▸ BRIEF: From first line to last, output the records below exactly.
════════════════
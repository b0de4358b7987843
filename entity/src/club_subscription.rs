use sea_orm::entity::prelude::*;

/// Membership of a user in a club.
///
/// The composite primary key keeps at most one row per (user, club) pair.
#[derive(Clone, Debug, PartialEq, Eq, DeriveEntityModel)]
#[sea_orm(table_name = "club_subscription")]
pub struct Model {
    #[sea_orm(primary_key, auto_increment = false)]
    pub user_id: i32,
    #[sea_orm(primary_key, auto_increment = false)]
    pub club_id: i32,
    pub joined_at: DateTimeUtc,
}

#[derive(Copy, Clone, Debug, EnumIter, DeriveRelation)]
pub enum Relation {
    #[sea_orm(
        belongs_to = "super::user::Entity",
        from = "Column::UserId",
        to = "super::user::Column::Id",
        on_update = "Cascade",
        on_delete = "Cascade"
    )]
    User,
    #[sea_orm(
        belongs_to = "super::club::Entity",
        from = "Column::ClubId",
        to = "super::club::Column::Id",
        on_update = "Cascade",
        on_delete = "Cascade"
    )]
    Club,
}

impl Related<super::user::Entity> for Entity {
    fn to() -> RelationDef {
        Relation::User.def()
    }
}

impl Related<super::club::Entity> for Entity {
    fn to() -> RelationDef {
        Relation::Club.def()
    }
}

impl ActiveModelBehavior for ActiveModel {}
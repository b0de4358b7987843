use thiserror::Error;

#[derive(Error, Debug)]
pub enum ConfigError {
    /// Required environment variable is not set.
    ///
    /// Check the `.env.example` file for required configuration variables.
    #[error("Missing required environment variable: {0}")]
    MissingEnvVar(String),

    /// Environment variable is set but could not be parsed.
    #[error("Invalid value '{value}' for environment variable {name}")]
    InvalidEnvVar {
        /// Name of the variable
        name: String,
        /// The raw value that failed to parse
        value: String,
    },
}
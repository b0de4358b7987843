use super::*;

/// Tests finding an existing user by id.
///
/// Expected: Ok(Some) with the stored username and email
#[tokio::test]
async fn finds_existing_user() -> Result<(), DbErr> {
    let test = TestBuilder::new()
        .with_table(entity::prelude::User)
        .build()
        .await
        .unwrap();
    let db = test.db.as_ref().unwrap();

    let created = factory::user::UserFactory::new(db)
        .username("alice")
        .email("alice@example.com")
        .build()
        .await?;

    let repo = UserRepository::new(db);
    let user = repo.find_by_id(created.id).await?;

    assert!(user.is_some());
    let user = user.unwrap();
    assert_eq!(user.id, created.id);
    assert_eq!(user.username, "alice");
    assert_eq!(user.email, "alice@example.com");

    Ok(())
}

/// Tests looking up a user id that does not exist.
///
/// Expected: Ok(None)
#[tokio::test]
async fn returns_none_for_unknown_user() -> Result<(), DbErr> {
    let test = TestBuilder::new()
        .with_table(entity::prelude::User)
        .build()
        .await
        .unwrap();
    let db = test.db.as_ref().unwrap();

    let repo = UserRepository::new(db);
    let user = repo.find_by_id(999).await?;

    assert!(user.is_none());

    Ok(())
}
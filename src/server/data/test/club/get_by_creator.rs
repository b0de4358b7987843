use super::*;

/// Tests only clubs created by the given user are returned.
///
/// Expected: Ok with the creator's clubs in id order
#[tokio::test]
async fn returns_only_creators_clubs() -> Result<(), DbErr> {
    let test = TestBuilder::new().with_club_tables().build().await.unwrap();
    let db = test.db.as_ref().unwrap();

    let alice = factory::create_user(db).await?;
    let bob = factory::create_user(db).await?;
    let chess = factory::create_club(db, alice.id).await?;
    factory::create_club(db, bob.id).await?;
    let go = factory::create_club(db, alice.id).await?;

    let clubs = ClubRepository::new(db).get_by_creator(alice.id).await?;

    assert_eq!(clubs.len(), 2);
    assert_eq!(clubs[0].id, chess.id);
    assert_eq!(clubs[1].id, go.id);
    assert!(clubs.iter().all(|c| c.created_by == alice.id));

    Ok(())
}

/// Tests a user without clubs.
///
/// Expected: Ok with empty list
#[tokio::test]
async fn returns_empty_for_user_without_clubs() -> Result<(), DbErr> {
    let test = TestBuilder::new().with_club_tables().build().await.unwrap();
    let db = test.db.as_ref().unwrap();

    let (_, _) = factory::helpers::create_club_with_owner(db).await?;
    let other = factory::create_user(db).await?;

    let clubs = ClubRepository::new(db).get_by_creator(other.id).await?;

    assert!(clubs.is_empty());

    Ok(())
}
use serde::{Deserialize, Serialize};
use utoipa::ToSchema;

#[derive(Serialize, Deserialize, ToSchema, Clone, Debug, PartialEq)]
#[serde(rename_all = "camelCase")]
pub struct UserDto {
    pub id: i32,
    pub username: String,
    pub email: String,
}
════════════════
▸ TASK OUTPUT:
repository b0de4358b7987843
filename entity/src/club_subscription.rs
use sea_orm::entity::prelude::*;

/// Membership of a user in a club.
///
/// The composite primary key keeps at most one row per (user, club) pair.
#[derive(Clone, Debug, PartialEq, Eq, DeriveEntityModel)]
#[sea_orm(table_name = "club_subscription")]
pub struct Model {
    #[sea_orm(primary_key, auto_increment = false)]
    pub user_id: i32,
    #[sea_orm(primary_key, auto_increment = false)]
    pub club_id: i32,
    pub joined_at: DateTimeUtc,
}

#[derive(Copy, Clone, Debug, EnumIter, DeriveRelation)]
pub enum Relation {
    #[sea_orm(
        belongs_to = "super::user::Entity",
        from = "Column::UserId",
        to = "super::user::Column::Id",
        on_update = "Cascade",
        on_delete = "Cascade"
    )]
    User,
    #[sea_orm(
        belongs_to = "super::club::Entity",
        from = "Column::ClubId",
        to = "super::club::Column::Id",
        on_update = "Cascade",
        on_delete = "Cascade"
    )]
    Club,
}

impl Related<super::user::Entity> for Entity {
    fn to() -> RelationDef {
        Relation::User.def()
    }
}

impl Related<super::club::Entity> for Entity {
    fn to() -> RelationDef {
        Relation::Club.def()
    }
}

impl ActiveModelBehavior for ActiveModel {}
repository b0de4358b7987843
use thiserror::Error;

#[derive(Error, Debug)]
pub enum ConfigError {
    /// Required environment variable is not set.
    ///
    /// Check the `.env.example` file for required configuration variables.
    #[error("Missing required environment variable: {0}")]
    MissingEnvVar(String),

    /// Environment variable is set but could not be parsed.
    #[error("Invalid value '{value}' for environment variable {name}")]
    InvalidEnvVar {
        /// Name of the variable
        name: String,
        /// The raw value that failed to parse
        value: String,
    },
}
repository b0de4358b7987843
use super::*;

/// Tests finding an existing user by id.
///
/// Expected: Ok(Some) with the stored username and email
#[tokio::test]
async fn finds_existing_user() -> Result<(), DbErr> {
    let test = TestBuilder::new()
        .with_table(entity::prelude::User)
        .build()
        .await
        .unwrap();
    let db = test.db.as_ref().unwrap();

    let created = factory::user::UserFactory::new(db)
        .username("alice")
        .email("alice@example.com")
        .build()
        .await?;

    let repo = UserRepository::new(db);
    let user = repo.find_by_id(created.id).await?;

    assert!(user.is_some());
    let user = user.unwrap();
    assert_eq!(user.id, created.id);
    assert_eq!(user.username, "alice");
    assert_eq!(user.email, "alice@example.com");

    Ok(())
}

/// Tests looking up a user id that does not exist.
///
/// Expected: Ok(None)
#[tokio::test]
async fn returns_none_for_unknown_user() -> Result<(), DbErr> {
    let test = TestBuilder::new()
        .with_table(entity::prelude::User)
        .build()
        .await
        .unwrap();
    let db = test.db.as_ref().unwrap();

    let repo = UserRepository::new(db);
    let user = repo.find_by_id(999).await?;

    assert!(user.is_none());

    Ok(())
}
filename src/server/data/test/club/get_by_creator.rs
repository b0de4358b7987843
use super::*;

/// Tests only clubs created by the given user are returned.
///
/// Expected: Ok with the creator's clubs in id order
#[tokio::test]
async fn returns_only_creators_clubs() -> Result<(), DbErr> {
    let test = TestBuilder::new().with_club_tables().build().await.unwrap();
    let db = test.db.as_ref().unwrap();

    let alice = factory::create_user(db).await?;
    let bob = factory::create_user(db).await?;
    let chess = factory::create_club(db, alice.id).await?;
    factory::create_club(db, bob.id).await?;
    let go = factory::create_club(db, alice.id).await?;

    let clubs = ClubRepository::new(db).get_by_creator(alice.id).await?;

    assert_eq!(clubs.len(), 2);
    assert_eq!(clubs[0].id, chess.id);
    assert_eq!(clubs[1].id, go.id);
    assert!(clubs.iter().all(|c| c.created_by == alice.id));

    Ok(())
}

/// Tests a user without clubs.
///
/// Expected: Ok with empty list
#[tokio::test]
async fn returns_empty_for_user_without_clubs() -> Result<(), DbErr> {
    let test = TestBuilder::new().with_club_tables().build().await.unwrap();
    let db = test.db.as_ref().unwrap();

    let (_, _) = factory::helpers::create_club_with_owner(db).await?;
    let other = factory::create_user(db).await?;

    let clubs = ClubRepository::new(db).get_by_creator(other.id).await?;

    assert!(clubs.is_empty());

    Ok(())
}
use serde::{Deserialize, Serialize};
use utoipa::ToSchema;

#[derive(Serialize, Deserialize, ToSchema, Clone, Debug, PartialEq)]
#[serde(rename_all = "camelCase")]
pub struct UserDto {
    pub id: i32,
    pub username: String,
    pub email: String,
}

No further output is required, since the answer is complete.